Plague Vendor on the other hand are making sure they’re damn well remembered. This year the twentysomethings released their debut full-length ‘Free to Eat’, a blistering record of so-called ‘voodoo punk’ that’s confrontational, abrasive, and undeniably great to get down to. Opening track ‘Black Sap Scriptures’ is a bold lead single, one that sees our mysterious heroes blur the boundaries between dance-punk and snarling post-hardcore. It’s all about the attitude with these guys, and they have it by the bucketload.
On the phone from a floor in London somewhere during a break on their brief UK tour, frontman Brandon Blaine divulges answers “Liars and The Blood Brothers!’ almost instantaneously when asked about what bands were important to him growing up. Those are two bands who aren’t as juxtaposed as some might think, and it’s the combination of Liars’ ambitious experimentalism and The Blood Brothers’ knack for a racket that lay the foundations for Plague Vendor - they just slather their own black magic on top.

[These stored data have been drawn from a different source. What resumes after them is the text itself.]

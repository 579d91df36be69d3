//! Shortest path over a [`DecisionGraph`] plus item extraction.
//!
//! The search is petgraph's A* with a zero heuristic, which is Dijkstra that
//! stops at the sink and also returns the path.

use petgraph::algo::astar;
use petgraph::visit::EdgeRef;

use crate::solver::graph::DecisionGraph;
use crate::solver::SolveError;

/// Best path through the decision graph and the items it takes.
#[derive(Debug, Clone, PartialEq)]
pub struct Solution {
    /// Vertex ids, start to sink.
    pub path: Vec<usize>,
    pub cost: f64,
    /// Zero-based item indices, ascending.
    pub items: Vec<usize>,
}

/// Items taken along a path of `(free_space, item)` steps. The last step is
/// the sink and never counts as a take.
pub fn items_along(steps: &[(f64, i64)]) -> Vec<i64> {
    if steps.len() < 2 {
        return Vec::new();
    }
    steps[..steps.len() - 1]
        .windows(2)
        .filter(|w| w[1].0 < w[0].0)
        .map(|w| w[1].1)
        .collect()
}

/// Finds the cheapest start-to-sink path and extracts the chosen items.
pub fn solve_graph(graph: &DecisionGraph) -> Result<Solution, SolveError> {
    let sink = graph.sink;
    let (cost, nodes) = astar(
        &graph.graph,
        graph.start,
        |n| n == sink,
        |e| e.weight().weight,
        |_| 0.0,
    )
    .ok_or(SolveError::Unreachable)?;

    let steps: Vec<(f64, i64)> = nodes
        .iter()
        .map(|&id| {
            let v = graph.vertex(id);
            (v.free_space, v.item)
        })
        .collect();

    let items = items_along(&steps)
        .into_iter()
        .filter_map(|i| usize::try_from(i).ok())
        .collect();

    Ok(Solution {
        path: nodes.iter().map(|id| id.index()).collect(),
        cost,
        items,
    })
}
use std::collections::HashMap;

/// Show/hide state of the page's toggleable elements.
#[derive(Debug, Clone, Default)]
pub struct Elements {
    shown: HashMap<String, bool>,
}

impl Elements {
    /// Registers elements that start hidden.
    pub fn hidden<'a>(ids: impl IntoIterator<Item = &'a str>) -> Self {
        Self {
            shown: ids.into_iter().map(|id| (id.to_string(), false)).collect(),
        }
    }

    /// Flips an element and returns whether it is now shown.
    /// Unknown ids are left alone.
    pub fn show_item(&mut self, id: &str) -> Option<bool> {
        let shown = self.shown.get_mut(id)?;
        *shown = !*shown;
        Some(*shown)
    }

    pub fn reveal(&mut self, id: &str) {
        if let Some(shown) = self.shown.get_mut(id) {
            *shown = true;
        }
    }

    pub fn is_shown(&self, id: &str) -> bool {
        self.shown.get(id).copied().unwrap_or(false)
    }
}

Rumour has it their obsession with voodoo and dark arts came from a Mexican folk tale, but Blaine has a bit of blunt confession to bestow in regards to that. “I saw this book one day when we just started the band that read P L A Q U V Vendor,” he says, upping the anticipation with every utterance. Then comes the punchline. “I mistook the Q for a G, and I just thought that was cool,” he unabashedly lays down, with the same do-I-give-a-shit attitude that makes the band ooze with excitement in the first place.
So he’s never been to Mexico or explored any of its culture beyond a book title? “I never said that,” he continues, hinting at a jumped gun - he’s slicker than a oil leak, cooler than a fresh six pack - the complete embodiment of Plague Vendor’s wickedly impressive punk rock shenanigans. “I’ve been there a few times,” - there’s that anticipation again, building up pace like the riotous guitar work on their latest single ‘Breakdance on Broken Glass’. “There was tequila and there were fireworks.” No man has ever been this illusive.
But what exactly is voodoo punk, to them anyway? Blaine gets straight to the point, of course. “Well, when we had the name, we then wanted to pursue dark themes, and when I hear the music we make I just can’t stop thinking about dark stuff,” he calmly points out. Plague Vendor’s live show is an in-your-face spectacle operating at full velocity, an adrenaline-fuelled tour de force that’s an exciting sight to behold. But underneath it all, when you pull the songs apart and expose them at their barest, they are - in the words of Blaine himself - ultimately about “dark… dark, fucked up shit."